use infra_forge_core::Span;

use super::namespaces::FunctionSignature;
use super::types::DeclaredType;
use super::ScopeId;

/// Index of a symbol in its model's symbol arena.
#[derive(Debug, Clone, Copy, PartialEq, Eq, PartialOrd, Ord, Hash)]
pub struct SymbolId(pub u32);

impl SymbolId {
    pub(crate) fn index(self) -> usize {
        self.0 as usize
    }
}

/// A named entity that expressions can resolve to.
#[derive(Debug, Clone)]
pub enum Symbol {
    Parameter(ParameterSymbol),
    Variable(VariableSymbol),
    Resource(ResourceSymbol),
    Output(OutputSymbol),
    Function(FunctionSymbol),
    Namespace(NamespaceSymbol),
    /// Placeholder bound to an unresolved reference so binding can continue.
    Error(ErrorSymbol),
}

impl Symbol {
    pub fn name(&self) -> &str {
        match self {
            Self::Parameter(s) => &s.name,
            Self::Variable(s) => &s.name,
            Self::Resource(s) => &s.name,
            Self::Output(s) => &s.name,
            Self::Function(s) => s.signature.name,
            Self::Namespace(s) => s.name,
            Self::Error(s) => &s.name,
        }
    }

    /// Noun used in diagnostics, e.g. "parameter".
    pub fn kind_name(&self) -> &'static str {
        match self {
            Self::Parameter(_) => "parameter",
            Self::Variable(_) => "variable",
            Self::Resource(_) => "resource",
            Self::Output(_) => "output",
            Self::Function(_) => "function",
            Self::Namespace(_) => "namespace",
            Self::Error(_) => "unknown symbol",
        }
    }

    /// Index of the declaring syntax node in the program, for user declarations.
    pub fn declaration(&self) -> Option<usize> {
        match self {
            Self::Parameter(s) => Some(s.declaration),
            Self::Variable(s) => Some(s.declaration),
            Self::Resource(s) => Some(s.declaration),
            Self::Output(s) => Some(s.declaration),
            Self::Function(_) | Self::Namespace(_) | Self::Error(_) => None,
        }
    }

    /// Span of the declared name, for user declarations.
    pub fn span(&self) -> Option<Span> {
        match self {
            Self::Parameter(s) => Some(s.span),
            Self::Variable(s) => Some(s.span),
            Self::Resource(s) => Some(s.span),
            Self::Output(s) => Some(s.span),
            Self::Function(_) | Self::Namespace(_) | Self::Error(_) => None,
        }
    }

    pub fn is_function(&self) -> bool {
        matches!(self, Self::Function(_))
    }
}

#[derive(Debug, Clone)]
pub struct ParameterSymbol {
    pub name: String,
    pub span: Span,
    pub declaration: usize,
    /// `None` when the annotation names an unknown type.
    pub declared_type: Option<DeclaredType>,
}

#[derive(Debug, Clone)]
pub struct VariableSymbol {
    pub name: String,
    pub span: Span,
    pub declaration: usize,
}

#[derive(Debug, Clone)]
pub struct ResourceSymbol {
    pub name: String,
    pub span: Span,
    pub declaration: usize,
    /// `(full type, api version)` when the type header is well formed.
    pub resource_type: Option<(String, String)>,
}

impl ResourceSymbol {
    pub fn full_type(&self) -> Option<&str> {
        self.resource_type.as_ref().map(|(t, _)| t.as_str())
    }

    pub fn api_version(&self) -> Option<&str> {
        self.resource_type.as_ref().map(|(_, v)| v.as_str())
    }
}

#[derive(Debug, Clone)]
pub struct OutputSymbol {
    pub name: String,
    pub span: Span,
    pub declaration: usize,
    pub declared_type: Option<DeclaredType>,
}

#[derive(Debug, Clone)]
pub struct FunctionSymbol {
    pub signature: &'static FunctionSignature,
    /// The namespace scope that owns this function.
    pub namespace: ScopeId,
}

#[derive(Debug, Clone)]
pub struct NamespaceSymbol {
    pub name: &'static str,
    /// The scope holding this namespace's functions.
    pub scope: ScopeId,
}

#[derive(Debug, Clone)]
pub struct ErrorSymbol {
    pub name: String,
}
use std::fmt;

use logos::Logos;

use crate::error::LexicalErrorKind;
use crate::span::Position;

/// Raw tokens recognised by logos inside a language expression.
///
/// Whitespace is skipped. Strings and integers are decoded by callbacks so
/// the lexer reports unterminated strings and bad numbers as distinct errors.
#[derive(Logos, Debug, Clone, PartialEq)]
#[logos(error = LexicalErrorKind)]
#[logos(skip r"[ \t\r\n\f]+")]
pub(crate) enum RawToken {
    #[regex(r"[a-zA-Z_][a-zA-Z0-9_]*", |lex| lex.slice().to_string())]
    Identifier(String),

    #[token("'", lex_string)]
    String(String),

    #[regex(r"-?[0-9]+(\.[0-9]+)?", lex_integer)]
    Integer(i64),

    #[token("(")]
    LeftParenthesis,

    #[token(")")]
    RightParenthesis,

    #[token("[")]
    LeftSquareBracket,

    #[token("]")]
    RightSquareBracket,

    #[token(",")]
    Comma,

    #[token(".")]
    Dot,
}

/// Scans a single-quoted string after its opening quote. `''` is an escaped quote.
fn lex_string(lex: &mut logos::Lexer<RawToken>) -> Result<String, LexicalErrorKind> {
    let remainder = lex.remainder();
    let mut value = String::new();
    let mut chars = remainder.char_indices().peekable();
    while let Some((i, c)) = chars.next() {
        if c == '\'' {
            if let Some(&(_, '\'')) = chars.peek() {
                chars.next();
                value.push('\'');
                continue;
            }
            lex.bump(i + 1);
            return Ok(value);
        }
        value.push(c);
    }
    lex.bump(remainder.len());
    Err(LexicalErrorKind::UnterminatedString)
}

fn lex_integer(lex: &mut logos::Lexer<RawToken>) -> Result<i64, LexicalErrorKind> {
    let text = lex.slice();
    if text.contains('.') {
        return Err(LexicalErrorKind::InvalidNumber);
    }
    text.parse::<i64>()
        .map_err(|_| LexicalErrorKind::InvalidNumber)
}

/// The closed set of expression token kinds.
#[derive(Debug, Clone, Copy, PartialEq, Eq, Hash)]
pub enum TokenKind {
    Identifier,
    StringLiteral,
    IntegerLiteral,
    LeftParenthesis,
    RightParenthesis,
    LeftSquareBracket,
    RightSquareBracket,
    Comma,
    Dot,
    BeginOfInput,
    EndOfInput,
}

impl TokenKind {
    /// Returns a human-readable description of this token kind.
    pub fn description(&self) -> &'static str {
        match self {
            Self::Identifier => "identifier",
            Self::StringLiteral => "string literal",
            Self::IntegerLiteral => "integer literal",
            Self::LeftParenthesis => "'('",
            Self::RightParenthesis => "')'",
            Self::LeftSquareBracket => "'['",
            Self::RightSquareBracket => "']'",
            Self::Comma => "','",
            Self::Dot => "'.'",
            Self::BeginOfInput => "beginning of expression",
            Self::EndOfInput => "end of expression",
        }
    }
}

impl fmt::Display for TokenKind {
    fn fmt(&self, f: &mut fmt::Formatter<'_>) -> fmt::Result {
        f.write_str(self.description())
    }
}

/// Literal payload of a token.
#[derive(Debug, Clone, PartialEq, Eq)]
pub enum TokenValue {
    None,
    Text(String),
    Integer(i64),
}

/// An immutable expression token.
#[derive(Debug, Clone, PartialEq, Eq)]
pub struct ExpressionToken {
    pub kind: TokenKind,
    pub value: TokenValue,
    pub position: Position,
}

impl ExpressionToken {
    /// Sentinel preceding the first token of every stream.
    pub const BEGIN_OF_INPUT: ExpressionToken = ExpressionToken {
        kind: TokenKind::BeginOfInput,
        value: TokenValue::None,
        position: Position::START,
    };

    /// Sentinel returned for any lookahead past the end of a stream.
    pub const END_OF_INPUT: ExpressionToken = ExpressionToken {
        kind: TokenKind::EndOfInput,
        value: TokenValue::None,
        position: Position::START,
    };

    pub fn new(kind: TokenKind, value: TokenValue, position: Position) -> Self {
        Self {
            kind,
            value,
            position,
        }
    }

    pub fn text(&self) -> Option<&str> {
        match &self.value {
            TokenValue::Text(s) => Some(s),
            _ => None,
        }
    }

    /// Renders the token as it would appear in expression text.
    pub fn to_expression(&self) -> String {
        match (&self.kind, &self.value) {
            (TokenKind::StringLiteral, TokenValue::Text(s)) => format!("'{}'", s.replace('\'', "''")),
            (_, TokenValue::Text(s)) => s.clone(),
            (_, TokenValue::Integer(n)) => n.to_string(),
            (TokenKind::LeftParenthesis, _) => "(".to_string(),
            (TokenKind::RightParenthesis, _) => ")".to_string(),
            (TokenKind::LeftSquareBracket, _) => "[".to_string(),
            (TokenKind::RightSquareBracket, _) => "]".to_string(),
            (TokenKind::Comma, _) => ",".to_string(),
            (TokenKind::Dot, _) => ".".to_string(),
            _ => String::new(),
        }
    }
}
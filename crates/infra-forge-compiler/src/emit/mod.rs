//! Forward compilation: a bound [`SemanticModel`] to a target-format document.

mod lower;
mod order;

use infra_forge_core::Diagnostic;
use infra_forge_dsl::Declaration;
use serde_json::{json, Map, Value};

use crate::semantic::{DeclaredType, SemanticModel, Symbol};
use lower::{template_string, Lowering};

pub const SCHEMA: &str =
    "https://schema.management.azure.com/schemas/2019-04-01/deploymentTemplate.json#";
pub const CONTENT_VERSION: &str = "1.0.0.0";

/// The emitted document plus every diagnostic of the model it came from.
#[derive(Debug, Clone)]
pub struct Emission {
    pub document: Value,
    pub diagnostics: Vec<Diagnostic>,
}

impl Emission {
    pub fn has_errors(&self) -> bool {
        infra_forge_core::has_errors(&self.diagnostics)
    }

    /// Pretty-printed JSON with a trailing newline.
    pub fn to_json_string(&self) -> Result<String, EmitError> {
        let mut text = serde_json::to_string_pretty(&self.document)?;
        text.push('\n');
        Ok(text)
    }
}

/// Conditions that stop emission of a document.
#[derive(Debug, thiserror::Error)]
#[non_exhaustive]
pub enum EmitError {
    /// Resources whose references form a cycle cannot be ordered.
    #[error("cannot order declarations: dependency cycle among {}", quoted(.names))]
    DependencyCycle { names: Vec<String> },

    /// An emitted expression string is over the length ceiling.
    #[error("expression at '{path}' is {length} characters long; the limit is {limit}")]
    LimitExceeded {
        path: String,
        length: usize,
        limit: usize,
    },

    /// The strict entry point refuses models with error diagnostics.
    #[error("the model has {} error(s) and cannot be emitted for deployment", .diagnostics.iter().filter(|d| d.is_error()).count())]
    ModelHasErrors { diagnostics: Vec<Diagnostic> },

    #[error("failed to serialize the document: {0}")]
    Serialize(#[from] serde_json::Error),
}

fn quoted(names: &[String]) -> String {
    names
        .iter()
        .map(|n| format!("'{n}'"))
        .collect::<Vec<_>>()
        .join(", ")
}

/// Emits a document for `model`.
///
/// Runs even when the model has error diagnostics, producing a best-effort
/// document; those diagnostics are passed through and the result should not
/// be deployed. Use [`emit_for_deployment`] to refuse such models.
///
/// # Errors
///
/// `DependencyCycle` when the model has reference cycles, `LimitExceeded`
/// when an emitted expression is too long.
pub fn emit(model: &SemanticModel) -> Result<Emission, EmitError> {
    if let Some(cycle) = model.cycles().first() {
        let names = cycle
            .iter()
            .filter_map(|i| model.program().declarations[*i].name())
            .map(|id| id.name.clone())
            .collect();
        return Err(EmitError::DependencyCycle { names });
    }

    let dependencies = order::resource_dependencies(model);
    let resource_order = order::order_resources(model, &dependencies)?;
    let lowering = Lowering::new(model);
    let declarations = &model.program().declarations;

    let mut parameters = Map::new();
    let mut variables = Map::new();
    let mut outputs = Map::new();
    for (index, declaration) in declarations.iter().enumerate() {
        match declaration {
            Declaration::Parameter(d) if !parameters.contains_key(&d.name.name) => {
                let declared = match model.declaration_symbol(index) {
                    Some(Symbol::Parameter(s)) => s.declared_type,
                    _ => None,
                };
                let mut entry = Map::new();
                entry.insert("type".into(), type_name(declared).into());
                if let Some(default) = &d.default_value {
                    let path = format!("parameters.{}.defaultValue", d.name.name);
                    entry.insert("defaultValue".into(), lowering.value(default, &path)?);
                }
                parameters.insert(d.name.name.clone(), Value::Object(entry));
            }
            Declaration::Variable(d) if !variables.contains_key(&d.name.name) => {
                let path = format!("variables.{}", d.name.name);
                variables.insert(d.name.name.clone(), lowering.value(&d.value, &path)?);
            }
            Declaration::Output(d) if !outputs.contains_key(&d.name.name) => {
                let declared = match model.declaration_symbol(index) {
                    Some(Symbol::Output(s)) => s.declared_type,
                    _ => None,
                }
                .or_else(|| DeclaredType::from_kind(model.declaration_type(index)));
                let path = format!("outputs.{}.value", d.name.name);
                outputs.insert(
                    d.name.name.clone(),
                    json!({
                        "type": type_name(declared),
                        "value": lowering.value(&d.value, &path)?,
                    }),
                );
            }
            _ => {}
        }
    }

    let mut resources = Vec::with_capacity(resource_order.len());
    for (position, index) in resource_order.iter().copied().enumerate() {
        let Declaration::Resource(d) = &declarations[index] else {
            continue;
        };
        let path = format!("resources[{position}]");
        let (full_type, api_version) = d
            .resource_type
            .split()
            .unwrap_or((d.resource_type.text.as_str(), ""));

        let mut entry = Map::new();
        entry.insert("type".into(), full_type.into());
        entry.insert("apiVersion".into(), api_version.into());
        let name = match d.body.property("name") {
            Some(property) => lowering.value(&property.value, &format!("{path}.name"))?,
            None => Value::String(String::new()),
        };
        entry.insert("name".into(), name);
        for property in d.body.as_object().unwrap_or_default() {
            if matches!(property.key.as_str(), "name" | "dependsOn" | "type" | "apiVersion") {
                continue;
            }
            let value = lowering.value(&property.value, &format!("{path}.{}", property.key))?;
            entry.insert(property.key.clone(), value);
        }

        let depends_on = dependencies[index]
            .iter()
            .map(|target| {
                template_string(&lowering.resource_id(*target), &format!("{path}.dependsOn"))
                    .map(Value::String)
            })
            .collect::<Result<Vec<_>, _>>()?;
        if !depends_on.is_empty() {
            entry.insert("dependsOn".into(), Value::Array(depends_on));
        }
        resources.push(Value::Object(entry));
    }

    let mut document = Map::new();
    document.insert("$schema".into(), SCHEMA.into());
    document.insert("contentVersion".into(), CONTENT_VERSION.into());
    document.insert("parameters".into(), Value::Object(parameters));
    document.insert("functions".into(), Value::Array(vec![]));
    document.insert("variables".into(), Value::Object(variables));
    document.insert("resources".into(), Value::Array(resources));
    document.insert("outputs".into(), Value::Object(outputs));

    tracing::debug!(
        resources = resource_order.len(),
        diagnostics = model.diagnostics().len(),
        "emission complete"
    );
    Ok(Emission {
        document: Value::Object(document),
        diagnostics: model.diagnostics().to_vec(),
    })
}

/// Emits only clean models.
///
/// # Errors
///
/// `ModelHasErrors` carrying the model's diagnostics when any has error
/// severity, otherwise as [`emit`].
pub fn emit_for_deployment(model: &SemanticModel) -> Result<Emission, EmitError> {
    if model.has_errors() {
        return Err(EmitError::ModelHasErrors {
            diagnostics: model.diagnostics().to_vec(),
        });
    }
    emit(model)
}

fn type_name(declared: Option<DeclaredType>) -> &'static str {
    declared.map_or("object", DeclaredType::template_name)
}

──────────────────────────────

**DESCRIPTION OF THE TASK:**
The word "unknown" occurs on certain lines of the material; count those lines and respond with the number only.

**EXERCISE OUTPUT:**
2